→ **RECORDS FOR THIS TASK**
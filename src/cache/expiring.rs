//! Generic "compute on a timer, read lock-free" container.

use anyhow::Result;
use arc_swap::ArcSwap;
use std::{
    future::Future,
    sync::{
        atomic::{AtomicU64, Ordering},
        Arc,
    },
    time::Duration,
};
use tokio::time::{interval, MissedTickBehavior};
use tracing::debug;

use super::{is_expired, mono_now_ns, poll_period};

/// Holds the latest value produced by an update function.
///
/// Readers never wait on the refresh task: [`get`](Self::get) is an atomic
/// pointer load. A failed update keeps the previous value.
pub struct ExpiringCache<T> {
    data: ArcSwap<T>,
    expiry: Duration,
    last_update_ns: AtomicU64,
}

impl<T: Send + Sync + 'static> ExpiringCache<T> {
    /// Run `update_fn` once and, if it succeeds, start the refresh task.
    ///
    /// The task checks every `expiry / 4` and calls `update_fn` once `expiry`
    /// has elapsed since the last attempt. Failures go to `on_error` and the
    /// old value stays. The task runs for the rest of the process, so create
    /// one cache per dataset.
    pub async fn create<F, Fut, E>(
        expiry: Duration,
        update_fn: F,
        on_error: E,
    ) -> Result<Arc<Self>>
    where
        F: Fn() -> Fut + Send + Sync + 'static,
        Fut: Future<Output = Result<T>> + Send + 'static,
        E: Fn(&anyhow::Error) + Send + Sync + 'static,
    {
        let initial = update_fn().await?;

        let cache = Arc::new(Self {
            data: ArcSwap::from_pointee(initial),
            expiry,
            last_update_ns: AtomicU64::new(mono_now_ns()),
        });

        let worker = cache.clone();
        tokio::spawn(async move { worker.manage(update_fn, on_error).await });

        Ok(cache)
    }

    /// Latest stored value
    #[inline]
    pub fn get(&self) -> Arc<T> {
        self.data.load_full()
    }

    async fn manage<F, Fut, E>(self: Arc<Self>, update_fn: F, on_error: E)
    where
        F: Fn() -> Fut,
        Fut: Future<Output = Result<T>>,
        E: Fn(&anyhow::Error),
    {
        let mut ticker = interval(poll_period(self.expiry));
        ticker.set_missed_tick_behavior(MissedTickBehavior::Skip);

        loop {
            ticker.tick().await;
            if !is_expired(self.last_update_ns.load(Ordering::Acquire), self.expiry) {
                continue;
            }

            let result = update_fn().await;
            // Stamp even on failure so a broken source is retried per expiry, not per tick
            self.last_update_ns.store(mono_now_ns(), Ordering::Release);

            match result {
                Ok(value) => {
                    self.data.store(Arc::new(value));
                    debug!("Expiring cache refreshed");
                }
                Err(e) => on_error(&e),
            }
        }
    }
}
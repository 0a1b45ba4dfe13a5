//! Request logging middleware.
//!
//! One line per request with method, path, status and latency. For the SSE
//! flip stream the latency covers the handler only (headers sent), not the
//! lifetime of the stream.

use axum::{
    body::Body,
    extract::ConnectInfo,
    http::{header, Request},
    middleware::Next,
    response::Response,
};
use std::net::SocketAddr;
use std::time::Instant;
use tracing::{info, warn};

/// Polled by load balancers; not worth a log line
const QUIET_PATHS: &[&str] = &["/health"];

pub async fn request_logging(
    ConnectInfo(addr): ConnectInfo<SocketAddr>,
    request: Request<Body>,
    next: Next,
) -> Response {
    let method = request.method().clone();
    let path = request.uri().path().to_string();

    if QUIET_PATHS.contains(&path.as_str()) {
        return next.run(request).await;
    }

    let start = Instant::now();
    let response = next.run(request).await;
    let latency_ms = start.elapsed().as_millis() as u64;
    let status = response.status().as_u16();

    let streaming = response
        .headers()
        .get(header::CONTENT_TYPE)
        .and_then(|v| v.to_str().ok())
        .is_some_and(|v| v.starts_with("text/event-stream"));

    if status >= 500 {
        warn!(
            method = %method,
            path = %path,
            status,
            latency_ms,
            client_ip = %addr.ip(),
            "Request failed (5xx)"
        );
    } else if status >= 400 {
        info!(
            method = %method,
            path = %path,
            status,
            latency_ms,
            client_ip = %addr.ip(),
            "Request completed (4xx)"
        );
    } else if streaming {
        info!(
            method = %method,
            path = %path,
            client_ip = %addr.ip(),
            "📡 Flip stream opened"
        );
    } else {
        info!(
            method = %method,
            path = %path,
            status,
            latency_ms,
            "Request completed"
        );
    }

    response
}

→ **WORK ORDER**
Print every entry from the material exactly.

→ **WRITTEN REPLY**
filename src/cache/expiring.rs
//! Generic "compute on a timer, read lock-free" container.

use anyhow::Result;
use arc_swap::ArcSwap;
use std::{
    future::Future,
    sync::{
        atomic::{AtomicU64, Ordering},
        Arc,
    },
    time::Duration,
};
use tokio::time::{interval, MissedTickBehavior};
use tracing::debug;

use super::{is_expired, mono_now_ns, poll_period};

/// Holds the latest value produced by an update function.
///
/// Readers never wait on the refresh task: [`get`](Self::get) is an atomic
/// pointer load. A failed update keeps the previous value.
pub struct ExpiringCache<T> {
    data: ArcSwap<T>,
    expiry: Duration,
    last_update_ns: AtomicU64,
}

impl<T: Send + Sync + 'static> ExpiringCache<T> {
    /// Run `update_fn` once and, if it succeeds, start the refresh task.
    ///
    /// The task checks every `expiry / 4` and calls `update_fn` once `expiry`
    /// has elapsed since the last attempt. Failures go to `on_error` and the
    /// old value stays. The task runs for the rest of the process, so create
    /// one cache per dataset.
    pub async fn create<F, Fut, E>(
        expiry: Duration,
        update_fn: F,
        on_error: E,
    ) -> Result<Arc<Self>>
    where
        F: Fn() -> Fut + Send + Sync + 'static,
        Fut: Future<Output = Result<T>> + Send + 'static,
        E: Fn(&anyhow::Error) + Send + Sync + 'static,
    {
        let initial = update_fn().await?;

        let cache = Arc::new(Self {
            data: ArcSwap::from_pointee(initial),
            expiry,
            last_update_ns: AtomicU64::new(mono_now_ns()),
        });

        let worker = cache.clone();
        tokio::spawn(async move { worker.manage(update_fn, on_error).await });

        Ok(cache)
    }

    /// Latest stored value
    #[inline]
    pub fn get(&self) -> Arc<T> {
        self.data.load_full()
    }

    async fn manage<F, Fut, E>(self: Arc<Self>, update_fn: F, on_error: E)
    where
        F: Fn() -> Fut,
        Fut: Future<Output = Result<T>>,
        E: Fn(&anyhow::Error),
    {
        let mut ticker = interval(poll_period(self.expiry));
        ticker.set_missed_tick_behavior(MissedTickBehavior::Skip);

        loop {
            ticker.tick().await;
            if !is_expired(self.last_update_ns.load(Ordering::Acquire), self.expiry) {
                continue;
            }

            let result = update_fn().await;
            // Stamp even on failure so a broken source is retried per expiry, not per tick
            self.last_update_ns.store(mono_now_ns(), Ordering::Release);

            match result {
                Ok(value) => {
                    self.data.store(Arc::new(value));
                    debug!("Expiring cache refreshed");
                }
                Err(e) => on_error(&e),
            }
        }
    }
}
repository 0a1b45ba4dfe13a5
//! Request logging middleware.
//!
//! One line per request with method, path, status and latency. For the SSE
//! flip stream the latency covers the handler only (headers sent), not the
//! lifetime of the stream.

use axum::{
    body::Body,
    extract::ConnectInfo,
    http::{header, Request},
    middleware::Next,
    response::Response,
};
use std::net::SocketAddr;
use std::time::Instant;
use tracing::{info, warn};

/// Polled by load balancers; not worth a log line
const QUIET_PATHS: &[&str] = &["/health"];

pub async fn request_logging(
    ConnectInfo(addr): ConnectInfo<SocketAddr>,
    request: Request<Body>,
    next: Next,
) -> Response {
    let method = request.method().clone();
    let path = request.uri().path().to_string();

    if QUIET_PATHS.contains(&path.as_str()) {
        return next.run(request).await;
    }

    let start = Instant::now();
    let response = next.run(request).await;
    let latency_ms = start.elapsed().as_millis() as u64;
    let status = response.status().as_u16();

    let streaming = response
        .headers()
        .get(header::CONTENT_TYPE)
        .and_then(|v| v.to_str().ok())
        .is_some_and(|v| v.starts_with("text/event-stream"));

    if status >= 500 {
        warn!(
            method = %method,
            path = %path,
            status,
            latency_ms,
            client_ip = %addr.ip(),
            "Request failed (5xx)"
        );
    } else if status >= 400 {
        info!(
            method = %method,
            path = %path,
            status,
            latency_ms,
            client_ip = %addr.ip(),
            "Request completed (4xx)"
        );
    } else if streaming {
        info!(
            method = %method,
            path = %path,
            client_ip = %addr.ip(),
            "📡 Flip stream opened"
        );
    } else {
        info!(
            method = %method,
            path = %path,
            status,
            latency_ms,
            "Request completed"
        );
    }

    response
}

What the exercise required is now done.